Lembro-me que quando viví­amos em Kaunda Square, havia a tradição de se festejar o momento em que uma menina começasse a menstruar (ukuwa ichisungu, como se diz). Esta cerimónia resul­tava em batucada e dança que du­rava toda a noite. Os que gostavam de beber na nossa área tinham sempre uma escolha – havia as cerimónias de chisungu e os óbi­tos. Na Zâmbia, a noção de «pato» não existe; todos eram bem-vindos para comer e beber. Os zambianos que viviam no Kabwata Estate – professores, oficiais do exército, al­tos funcionários públicos etc. – já não se davam a essas cerimonias com as suas batucadas nocturnas. Para eles, antes as festas tinham de ser feitas num salão como a Nakatindi Hall. Hoje, na KabwataEstate, há batucadas nocturnas. Os lindíssi­mos apartamentos do passado es­tão degradados; onde havia janelas de vidro passou agora a haver pa­pelões. Os jardins já não existem. E há lavras por todo o lado. Muitas casas não são pintadas há anos. O alcatrão já não existe em certas es­tradas que estão cheias de buracos.

Numa noite, quando estive re­centemente na Zâmbia, levei de carro o meu amigo que estava bêbado ao edifício em que vivia no Kabwata Estate. A esposa dele, que estava a me dar instruções ao telefone, disse-me para eu parar mesmo em frente do edifício perto da entrada porque a lavra de mi­lho que havia por lá era perigosa já que certos gatunos se escondiam nela para assaltarem as pessoas. Isto no Kabwata Estates, local em que, em1979, era tão chique que até directores de grandes multi­nacionais viviam lá. Espero que a Cidade do Kilamba, da qual se está a falar tanto, não ser transforme, eventualmente, num Kabwata Es­tate.
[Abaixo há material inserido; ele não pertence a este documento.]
//! Server configuration loaded from environment variables.
//!
//! # Environment Variables
//!
//! ## Required
//! - `SHOPFRONT_DATABASE_URL` - `PostgreSQL` connection string
//!   (falls back to the generic `DATABASE_URL`)
//!
//! ## Optional
//! - `SHOPFRONT_HOST` - Bind address (default: 127.0.0.1)
//! - `SHOPFRONT_PORT` - Listen port (default: 4000)
//! - `SENTRY_DSN` - Sentry error tracking DSN
//! - `SENTRY_ENVIRONMENT` - Sentry environment tag
//! - `SENTRY_SAMPLE_RATE` - Error sample rate (default: 1.0)
//! - `SENTRY_TRACES_SAMPLE_RATE` - Performance trace sample rate (default: 0.0)

use std::net::{IpAddr, SocketAddr};

use secrecy::SecretString;
use thiserror::Error;

/// Configuration errors that can occur during loading.
#[derive(Debug, Error)]
pub enum ConfigError {
    #[error("Missing environment variable: {0}")]
    MissingEnvVar(String),
    #[error("Invalid environment variable {0}: {1}")]
    InvalidEnvVar(String, String),
}

/// Server application configuration.
#[derive(Debug, Clone)]
pub struct ServerConfig {
    /// `PostgreSQL` database connection URL (contains password)
    pub database_url: SecretString,
    /// IP address to bind the server to
    pub host: IpAddr,
    /// Port to listen on
    pub port: u16,
    /// Sentry DSN for error tracking
    pub sentry_dsn: Option<String>,
    /// Sentry environment tag (e.g. "production")
    pub sentry_environment: Option<String>,
    /// Sentry error sample rate
    pub sentry_sample_rate: f32,
    /// Sentry performance trace sample rate
    pub sentry_traces_sample_rate: f32,
}

impl ServerConfig {
    /// Load configuration from environment variables.
    ///
    /// Calls `dotenvy::dotenv()` to load from `.env` file if present.
    ///
    /// # Errors
    ///
    /// Returns `ConfigError` if required variables are missing or invalid.
    pub fn from_env() -> Result<Self, ConfigError> {
        // Load .env file if present (ignore errors if not found)
        let _ = dotenvy::dotenv();

        let database_url = get_database_url("SHOPFRONT_DATABASE_URL")?;
        let host = get_env_or_default("SHOPFRONT_HOST", "127.0.0.1")
            .parse::<IpAddr>()
            .map_err(|e| ConfigError::InvalidEnvVar("SHOPFRONT_HOST".to_string(), e.to_string()))?;
        let port = get_env_or_default("SHOPFRONT_PORT", "4000")
            .parse::<u16>()
            .map_err(|e| ConfigError::InvalidEnvVar("SHOPFRONT_PORT".to_string(), e.to_string()))?;

        let sentry_dsn = get_optional_env("SENTRY_DSN");
        let sentry_environment = get_optional_env("SENTRY_ENVIRONMENT");
        let sentry_sample_rate = get_rate("SENTRY_SAMPLE_RATE", 1.0)?;
        let sentry_traces_sample_rate = get_rate("SENTRY_TRACES_SAMPLE_RATE", 0.0)?;

        Ok(Self {
            database_url,
            host,
            port,
            sentry_dsn,
            sentry_environment,
            sentry_sample_rate,
            sentry_traces_sample_rate,
        })
    }

    /// Returns the socket address for binding the server.
    #[must_use]
    pub const fn socket_addr(&self) -> SocketAddr {
        SocketAddr::new(self.host, self.port)
    }
}

// =============================================================================
// Helper Functions
// =============================================================================

/// Get database URL with fallback to generic `DATABASE_URL`.
fn get_database_url(primary_key: &str) -> Result<SecretString, ConfigError> {
    if let Ok(value) = std::env::var(primary_key) {
        return Ok(SecretString::from(value));
    }
    if let Ok(value) = std::env::var("DATABASE_URL") {
        return Ok(SecretString::from(value));
    }
    Err(ConfigError::MissingEnvVar(primary_key.to_string()))
}

/// Get an optional environment variable.
fn get_optional_env(key: &str) -> Option<String> {
    std::env::var(key).ok()
}

/// Get an environment variable with a default value.
fn get_env_or_default(key: &str, default: &str) -> String {
    std::env::var(key).unwrap_or_else(|_| default.to_string())
}

/// Parse a sample-rate variable in `0.0..=1.0`.
fn get_rate(key: &str, default: f32) -> Result<f32, ConfigError> {
    let Some(raw) = get_optional_env(key) else {
        return Ok(default);
    };
    let rate = raw
        .parse::<f32>()
        .map_err(|e| ConfigError::InvalidEnvVar(key.to_string(), e.to_string()))?;
    if !(0.0..=1.0).contains(&rate) {
        return Err(ConfigError::InvalidEnvVar(
            key.to_string(),
            format!("must be between 0.0 and 1.0 (got {rate})"),
        ));
    }
    Ok(rate)
}

#[cfg(test)]
#[allow(clippy::unwrap_used)]
mod tests {
    use super::*;

    fn test_config() -> ServerConfig {
        ServerConfig {
            database_url: SecretString::from("postgres://localhost/shopfront_test"),
            host: "127.0.0.1".parse().unwrap(),
            port: 4000,
            sentry_dsn: None,
            sentry_environment: None,
            sentry_sample_rate: 1.0,
            sentry_traces_sample_rate: 0.0,
        }
    }

    #[test]
    fn test_socket_addr() {
        let addr = test_config().socket_addr();
        assert_eq!(addr.ip().to_string(), "127.0.0.1");
        assert_eq!(addr.port(), 4000);
    }

    #[test]
    fn test_debug_does_not_leak_database_url() {
        let debug_output = format!("{:?}", test_config());
        assert!(!debug_output.contains("shopfront_test"));
    }
}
Temos aqui, porém, uma coi­sa que não é tão desagradável. Os bens sucedidos na Zâmbia evitam locais como o Kabwata Estate e vivem agora em vivendas com vas­tíssimos terrenos. Em Lusaka, pas­sei uma tarde com a senhora Mau­reen Delhi Bhuku, que foi amiga da minha falecida irmã, a Noémia, com quem cresci na Zâmbia. A Se­nhora Maureen vivia no Kabwata Estate, mas agora tinha deixado aquele bairro e comprado uma vastíssima vivenda em IbexHill, perto da gigantesca embaixada americana.

Na vivenda da Senhora Mau­reen, havia relva, muitas flores, e um jango lindíssimo. O jardineiro da Senhora Maureen tinha muito orgulho no seu trabalho. Ela disse-me que muitos casais jovens gosta­vam tanto da vivenda dela que vi­nham lá para casar; outros vinham só para tirar fotografias, já que havia lá um ambiente que não pa­recia ser africano. A senhora Mau­reen disse-me que havia muita gente que queria alugar os anexos na sua vivenda, mas que sempre se recusou porque queria evitar o fenómeno do Kabwata Estate, em que uma zona com bastante qua­lidade se transformou num bairro de grande confusão.